Utilisons-la simplement sur notre régression sans rien spécifier.
coeftest(reg_1)
##
## t test of coefficients:
##
## Estimate Std. Error t value Pr(>|t|)
## (Intercept) 698.93295 9.46749 73.8245 < 2.2e-16 ***
## str -2.27981 0.47983 -4.7513 2.783e-06 ***
## ---
## Signif. codes: 0 '***' 0.001 '**' 0.01 '*' 0.05 '.' 0.1 ' ' 1
On retrouve les mêmes résultats que dans la sortie issue de la fonction summary(). L’erreur type est obtenu sur la base de la matrice variance covariance suivante:
sum$cov.unscaled
## (Intercept) str
## (Intercept) 0.25961704 -0.013097277
## str -0.01309728 0.000666853
L’erreur type des coefficients est obtenu à partir de la formule suivante:
\[\sqrt{(M_{cov.res}.X^{T}.(s^2.I_n).X .M_{cov.res}).I_p}\]

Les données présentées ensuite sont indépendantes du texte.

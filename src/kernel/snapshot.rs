use std::collections::BTreeMap;
use std::fs::{self, File};
use std::io::{Read, Write};
use std::path::{Path, PathBuf};
use std::sync::{Arc, Mutex};

use serde::{Deserialize, Serialize};
use thiserror::Error;
use tracing::{debug, warn};

use super::traits::{ClientSession, SessionId};

// =============================================================================
// CONSTANTS
// =============================================================================

/// Snapshot file magic bytes: "SNAP"
pub const SNAPSHOT_MAGIC: [u8; 4] = [0x53, 0x4E, 0x41, 0x50];

/// Current snapshot format version.
pub const SNAPSHOT_VERSION: u16 = 1;

/// Snapshot header size in bytes.
pub const SNAPSHOT_HEADER_SIZE: usize = 64;

// =============================================================================
// SNAPSHOT IMAGE
// =============================================================================

/// Everything a node needs to resume at a log position.
#[derive(Clone, Debug, PartialEq, Eq, Serialize, Deserialize)]
pub struct SnapshotImage {
    /// Open sessions at the snapshot position.
    pub sessions: BTreeMap<SessionId, ClientSession>,
    pub leadership_term: u64,
    pub leader_member_id: Option<u32>,
    /// Schema version reported by the service's `snapshot()`.
    pub service_schema_version: u32,
    pub service_state: Vec<u8>,
}

impl SnapshotImage {
    pub fn encode(&self) -> Result<Vec<u8>, SnapshotError> {
        bincode::serialize(self).map_err(|e| SnapshotError::Serialize(e.to_string()))
    }

    pub fn decode(bytes: &[u8]) -> Result<Self, SnapshotError> {
        bincode::deserialize(bytes).map_err(|e| SnapshotError::Serialize(e.to_string()))
    }
}

// =============================================================================
// SNAPSHOT MANIFEST
// =============================================================================

/// The on-disk snapshot manifest.
///
/// # Layout (64 bytes header + variable image)
///
/// ```text
/// Offset  Size  Field
/// ------  ----  -----
/// 0       4     magic ("SNAP")
/// 4       2     version
/// 6       2     flags
/// 8       8     position
/// 16      8     leadership_term
/// 24      16    digest
/// 40      8     image_size
/// 48      4     image_checksum (CRC32C)
/// 52      4     header_checksum (CRC32C of bytes 0..52)
/// 56      8     reserved (must be zero)
/// 64      var   image payload
/// ```
#[derive(Clone, Debug, PartialEq, Eq)]
pub struct SnapshotManifest {
    /// Highest log position included in this snapshot.
    pub position: u64,

    /// Leadership term at `position`.
    pub leadership_term: u64,

    /// Response digest after applying `position`.
    pub digest: [u8; 16],

    /// Encoded [`SnapshotImage`].
    pub image: Vec<u8>,
}

/// Errors that can occur during snapshot operations.
#[derive(Debug, Error)]
pub enum SnapshotError {
    #[error("IO error: {0}")]
    Io(#[from] std::io::Error),

    #[error("invalid snapshot magic")]
    InvalidMagic,

    #[error("unsupported version: {0}")]
    UnsupportedVersion(u16),

    #[error("header checksum mismatch: expected {expected}, got {actual}")]
    HeaderChecksumMismatch { expected: u32, actual: u32 },

    #[error("image checksum mismatch: expected {expected}, got {actual}")]
    ImageChecksumMismatch { expected: u32, actual: u32 },

    #[error("file too small for snapshot header")]
    FileTooSmall,

    #[error("image size mismatch: expected {expected}, got {actual}")]
    ImageSizeMismatch { expected: u64, actual: usize },

    #[error("serialize error: {0}")]
    Serialize(String),
}

impl SnapshotManifest {
    pub fn new(position: u64, leadership_term: u64, digest: [u8; 16], image: Vec<u8>) -> Self {
        SnapshotManifest {
            position,
            leadership_term,
            digest,
            image,
        }
    }

    fn serialize_header(&self) -> [u8; SNAPSHOT_HEADER_SIZE] {
        let mut header = [0u8; SNAPSHOT_HEADER_SIZE];

        header[0..4].copy_from_slice(&SNAPSHOT_MAGIC);
        header[4..6].copy_from_slice(&SNAPSHOT_VERSION.to_le_bytes());
        header[6..8].copy_from_slice(&0u16.to_le_bytes());
        header[8..16].copy_from_slice(&self.position.to_le_bytes());
        header[16..24].copy_from_slice(&self.leadership_term.to_le_bytes());
        header[24..40].copy_from_slice(&self.digest);
        header[40..48].copy_from_slice(&(self.image.len() as u64).to_le_bytes());

        let image_checksum = crc32c::crc32c(&self.image);
        header[48..52].copy_from_slice(&image_checksum.to_le_bytes());

        // reserved (56..64) - already zero

        let header_checksum = crc32c::crc32c(&header[0..52]);
        header[52..56].copy_from_slice(&header_checksum.to_le_bytes());

        header
    }

    /// Full file contents: header followed by the image.
    pub fn to_bytes(&self) -> Vec<u8> {
        let mut bytes = Vec::with_capacity(SNAPSHOT_HEADER_SIZE + self.image.len());
        bytes.extend_from_slice(&self.serialize_header());
        bytes.extend_from_slice(&self.image);
        bytes
    }

    /// Parse and validate file contents.
    ///
    /// Magic, version, both checksums and the image size must all match.
    pub fn from_bytes(bytes: &[u8]) -> Result<Self, SnapshotError> {
        let header = bytes.get(..SNAPSHOT_HEADER_SIZE).ok_or(SnapshotError::FileTooSmall)?;

        if header[0..4] != SNAPSHOT_MAGIC {
            return Err(SnapshotError::InvalidMagic);
        }

        let version = u16::from_le_bytes([header[4], header[5]]);
        if version != SNAPSHOT_VERSION {
            return Err(SnapshotError::UnsupportedVersion(version));
        }

        let stored_header_checksum = read_u32(&header[52..56]);
        let computed_header_checksum = crc32c::crc32c(&header[0..52]);
        if stored_header_checksum != computed_header_checksum {
            return Err(SnapshotError::HeaderChecksumMismatch {
                expected: stored_header_checksum,
                actual: computed_header_checksum,
            });
        }

        let position = read_u64(&header[8..16]);
        let leadership_term = read_u64(&header[16..24]);
        let mut digest = [0u8; 16];
        digest.copy_from_slice(&header[24..40]);
        let image_size = read_u64(&header[40..48]);
        let stored_image_checksum = read_u32(&header[48..52]);

        let image = &bytes[SNAPSHOT_HEADER_SIZE..];
        if image.len() as u64 != image_size {
            return Err(SnapshotError::ImageSizeMismatch {
                expected: image_size,
                actual: image.len(),
            });
        }

        let computed_image_checksum = crc32c::crc32c(image);
        if stored_image_checksum != computed_image_checksum {
            return Err(SnapshotError::ImageChecksumMismatch {
                expected: stored_image_checksum,
                actual: computed_image_checksum,
            });
        }

        Ok(SnapshotManifest {
            position,
            leadership_term,
            digest,
            image: image.to_vec(),
        })
    }

    /// Save snapshot to file atomically.
    ///
    /// Write to a temporary file, fsync, then rename over `path`. No partial
    /// snapshot is ever visible under the final name.
    pub fn save_to_file(&self, path: &Path) -> Result<(), SnapshotError> {
        if let Some(parent) = path.parent() {
            fs::create_dir_all(parent)?;
        }

        let temp_path = path.with_extension("snap.tmp");
        {
            let mut file = File::create(&temp_path)?;
            file.write_all(&self.to_bytes())?;
            file.sync_all()?;
        }
        fs::rename(&temp_path, path)?;

        Ok(())
    }

    /// Load snapshot from file with strict validation.
    pub fn load_from_file(path: &Path) -> Result<Self, SnapshotError> {
        let mut file = File::open(path)?;
        let mut bytes = Vec::new();
        file.read_to_end(&mut bytes)?;
        Self::from_bytes(&bytes)
    }

    /// Generate the snapshot filename for a given position.
    pub fn filename_for_position(position: u64) -> String {
        format!("snapshot_{:020}.snap", position)
    }

    /// Parse the position from a snapshot filename.
    pub fn position_from_filename(filename: &str) -> Option<u64> {
        // "snapshot_" (9) + position (20) + ".snap" (5) = 34
        if !filename.starts_with("snapshot_") || !filename.ends_with(".snap") || filename.len() != 34 {
            return None;
        }
        filename[9..29].parse().ok()
    }
}

fn read_u64(bytes: &[u8]) -> u64 {
    let mut raw = [0u8; 8];
    raw.copy_from_slice(bytes);
    u64::from_le_bytes(raw)
}

fn read_u32(bytes: &[u8]) -> u32 {
    let mut raw = [0u8; 4];
    raw.copy_from_slice(bytes);
    u32::from_le_bytes(raw)
}

// =============================================================================
// RECORDERS
// =============================================================================

/// Durable store for snapshot manifests.
pub trait Recorder: Send {
    /// Persist `manifest`. Must be durable when this returns.
    fn record(&mut self, manifest: &SnapshotManifest) -> Result<(), SnapshotError>;

    /// The newest manifest that passes validation, if any.
    fn latest(&self) -> Result<Option<SnapshotManifest>, SnapshotError>;
}

/// Recorder writing one file per snapshot into a directory.
#[derive(Debug, Clone)]
pub struct FileRecorder {
    dir: PathBuf,
    /// Number of newest snapshots kept after each record.
    retain: usize,
}

impl FileRecorder {
    pub fn new(dir: impl Into<PathBuf>, retain: usize) -> Self {
        FileRecorder {
            dir: dir.into(),
            retain: retain.max(1),
        }
    }

    pub fn dir(&self) -> &Path {
        &self.dir
    }

    /// Snapshot positions present in the directory, newest first.
    pub fn positions(&self) -> Result<Vec<u64>, SnapshotError> {
        if !self.dir.exists() {
            return Ok(Vec::new());
        }
        let mut positions = Vec::new();
        for entry in fs::read_dir(&self.dir)? {
            let entry = entry?;
            let filename = entry.file_name();
            if let Some(position) = SnapshotManifest::position_from_filename(&filename.to_string_lossy()) {
                positions.push(position);
            }
        }
        positions.sort_by(|a, b| b.cmp(a));
        Ok(positions)
    }

    fn cleanup(&self) -> Result<(), SnapshotError> {
        for position in self.positions()?.into_iter().skip(self.retain) {
            let path = self.dir.join(SnapshotManifest::filename_for_position(position));
            if let Err(e) = fs::remove_file(&path) {
                warn!(position, error = %e, "failed to delete old snapshot");
            }
        }
        Ok(())
    }
}

impl Recorder for FileRecorder {
    fn record(&mut self, manifest: &SnapshotManifest) -> Result<(), SnapshotError> {
        let path = self.dir.join(SnapshotManifest::filename_for_position(manifest.position));
        manifest.save_to_file(&path)?;
        debug!(position = manifest.position, path = %path.display(), "snapshot recorded");
        self.cleanup()
    }

    fn latest(&self) -> Result<Option<SnapshotManifest>, SnapshotError> {
        for position in self.positions()? {
            let path = self.dir.join(SnapshotManifest::filename_for_position(position));
            match SnapshotManifest::load_from_file(&path) {
                Ok(manifest) => return Ok(Some(manifest)),
                Err(e) => warn!(position, error = %e, "snapshot failed validation, trying older"),
            }
        }
        Ok(None)
    }
}

/// In-memory recorder. Clones share storage, so a restarted node can reuse it.
#[derive(Debug, Clone, Default)]
pub struct MemoryRecorder {
    snapshots: Arc<Mutex<Vec<Vec<u8>>>>,
}

impl MemoryRecorder {
    pub fn new() -> Self {
        Self::default()
    }

    pub fn len(&self) -> usize {
        self.lock().len()
    }

    pub fn is_empty(&self) -> bool {
        self.lock().is_empty()
    }

    /// Flip a byte in the newest recorded snapshot.
    pub fn corrupt_latest(&self, offset: usize) {
        if let Some(bytes) = self.lock().last_mut() {
            if let Some(b) = bytes.get_mut(offset) {
                *b ^= 0xFF;
            }
        }
    }

    fn lock(&self) -> std::sync::MutexGuard<'_, Vec<Vec<u8>>> {
        self.snapshots.lock().unwrap_or_else(|poisoned| poisoned.into_inner())
    }
}

impl Recorder for MemoryRecorder {
    fn record(&mut self, manifest: &SnapshotManifest) -> Result<(), SnapshotError> {
        self.lock().push(manifest.to_bytes());
        Ok(())
    }

    fn latest(&self) -> Result<Option<SnapshotManifest>, SnapshotError> {
        for bytes in self.lock().iter().rev() {
            match SnapshotManifest::from_bytes(bytes) {
                Ok(manifest) => return Ok(Some(manifest)),
                Err(e) => warn!(error = %e, "snapshot failed validation, trying older"),
            }
        }
        Ok(None)
    }
}

// =============================================================================
// TESTS
// =============================================================================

Celle-ci peut paraître impressionnante. Mais elle se calcule assez facilement avec R. On retrouve de chaque côté la matrice variance-covariance des erreurs qui prend en sandwich une expression où l’on trouve la transposée de la matrice des variables du modèle, un matrice avec pour diagonal la variance des résidus du modèle et la matrice des variables du modèle. I représente la matrice identité si elle est indicée n sa taille correspond à celle de l’échantillon et si elle est indicée p aux nombre de paramètre du modèle. Appliquons-la.

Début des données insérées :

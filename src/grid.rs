//! # Grid Addressing
//!
//! Pure conversions between a 1-indexed linear site index and the
//! 0-indexed (x, y, z, t) position of that site within a well's imaging
//! grid. The x axis varies fastest, then y, then z, then t, matching the
//! acquisition order of the microscope.

use serde::{Deserialize, Serialize};

use crate::error::{PlateflowError, Result};

/// Number of imaged positions along each grid axis. All counts are at
/// least 1.
#[derive(Debug, Clone, Copy, PartialEq, Eq, Hash, Serialize, Deserialize)]
pub struct GridCounts {
    pub x: i64,
    pub y: i64,
    pub z: i64,
    pub t: i64,
}

/// 0-indexed grid position of one site.
#[derive(Debug, Clone, Copy, PartialEq, Eq, Hash, Serialize, Deserialize)]
pub struct SiteCoords {
    pub x: i64,
    pub y: i64,
    pub z: i64,
    pub t: i64,
}

impl GridCounts {
    pub fn new(x: i64, y: i64, z: i64, t: i64) -> Result<Self> {
        if x < 1 || y < 1 || z < 1 || t < 1 {
            return Err(PlateflowError::Validation(format!(
                "grid counts must all be >= 1, got ({x}, {y}, {z}, {t})"
            )));
        }
        let counts = Self { x, y, z, t };
        counts.total_sites()?;
        Ok(counts)
    }

    /// Total sites per well in this grid. Fails when the product does not
    /// fit an `i64` (possible for counts deserialized from untrusted rows
    /// rather than built through [`GridCounts::new`]).
    pub fn total_sites(&self) -> Result<i64> {
        self.x
            .checked_mul(self.y)
            .and_then(|p| p.checked_mul(self.z))
            .and_then(|p| p.checked_mul(self.t))
            .ok_or_else(|| {
                PlateflowError::Validation(format!(
                    "grid ({}, {}, {}, {}) has more sites than addressable",
                    self.x, self.y, self.z, self.t
                ))
            })
    }
}

/// Decompose a 1-indexed site index into its grid position.
pub fn site_to_coords(site_index: i64, counts: GridCounts) -> Result<SiteCoords> {
    let max = counts.total_sites()?;
    if site_index < 1 || site_index > max {
        return Err(PlateflowError::SiteOutOfRange { site_index, max });
    }

    let i = site_index - 1;
    Ok(SiteCoords {
        x: i % counts.x,
        y: (i / counts.x) % counts.y,
        z: (i / (counts.x * counts.y)) % counts.z,
        t: (i / (counts.x * counts.y * counts.z)) % counts.t,
    })
}

/// Reconstruct the 1-indexed site index from a grid position. Inverse of
/// [`site_to_coords`] for every valid index.
pub fn coords_to_site(coords: SiteCoords, counts: GridCounts) -> Result<i64> {
    counts.total_sites()?;
    let SiteCoords { x, y, z, t } = coords;
    if x < 0
        || x >= counts.x
        || y < 0
        || y >= counts.y
        || z < 0
        || z >= counts.z
        || t < 0
        || t >= counts.t
    {
        return Err(PlateflowError::Validation(format!(
            "coords ({x}, {y}, {z}, {t}) outside grid {counts:?}"
        )));
    }

    let i = x + counts.x * (y + counts.y * (z + counts.z * t));
    Ok(i + 1)
}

s2 <- summary(reg_1)$sigma^2
X <- model.matrix(reg_1)
vce <- sum$cov.unscaled %*% (t(X) %*% (s2*diag(420)) %*% X) %*%
sum$cov.unscaled
sqrt(diag(vce))
## (Intercept) str
## 9.4674914 0.4798256
On retrouve bien les erreurs types du modèle. Le test de Breusch-Pagan indique que nous avons de l’hétéroscédasticité et donc qu’elle doivent être ajustées.
Pour cela, nous travaillerons avec le centre de l’expression (le milieu du sandwich, la garniture). Nous remplacerons \(s^2\) par une expression adaptée. Encore une fois, ici , plusieurs solutions sont possibles. Néanmoins, nous n’en illustrerons qu’une. Celle retenu par défaut dans Stata lorsque l’on indique robust (ou simplement r) dans les options de regress (aprés la virgule).
Ce correctif est nommé HC1 (Heteroscedasticity Consistent 1). Il consiste à remplacer la variance des erreurs par :
\[HC1=\frac{n}{n-p}res^2\]
Le carré des résidus ajusté par le ratio du nombre d’observation sur le nombre de degrés de liberté (nombre d’observation moins le nombre de paramètres). Appliquons le correctif à notre calcul étendu.
hc1 <- ((420)/(420-2))*reg_1$residuals^2
X <- model.matrix(reg_1)
vce <- sum$cov.unscaled %*% (t(X) %*% (hc1*diag(420)) %*% X) %*%
sum$cov.unscaled
sqrt(diag(vce))
## (Intercept) str
## 10.3643599 0.5194892
Le même résultat peut être obtenu plus rapidement en utilisant la fonction vcovHC() du package sandwich.
sqrt(diag(vcovHC(reg_1, "HC1")))
## (Intercept) str
## 10.3643599 0.5194892
Les tests sur les coefficients réalisés sur la base de cet ajustement peut être obtenu avec coeftest() en incluant dans l’option vcov la matrice variance-covariance modifiée issue de vcovHC().
coeftest(reg_1,vcov=vcovHC(reg_1, "HC1"))
##
## t test of coefficients:
##
## Estimate Std. Error t value Pr(>|t|)
## (Intercept) 698.93295 10.36436 67.4362 < 2.2e-16 ***
## str -2.27981 0.51949 -4.3886 1.447e-05 ***
## ---
## Signif. codes: 0 '***' 0.001 '**' 0.01 '*' 0.05 '.' 0.1 ' ' 1
Vous noterez ici que l’on aboutit à la même conclusion que si l’on ne fait pas à l’ajustement ce n’est pas toujours le cas. Quoiqu’il en soit le nouveau test est plus rigoureux dans la mesure où il teint compte du l’absence d’homogénéité de la variance pour mettre en oeuvre les tests de Student.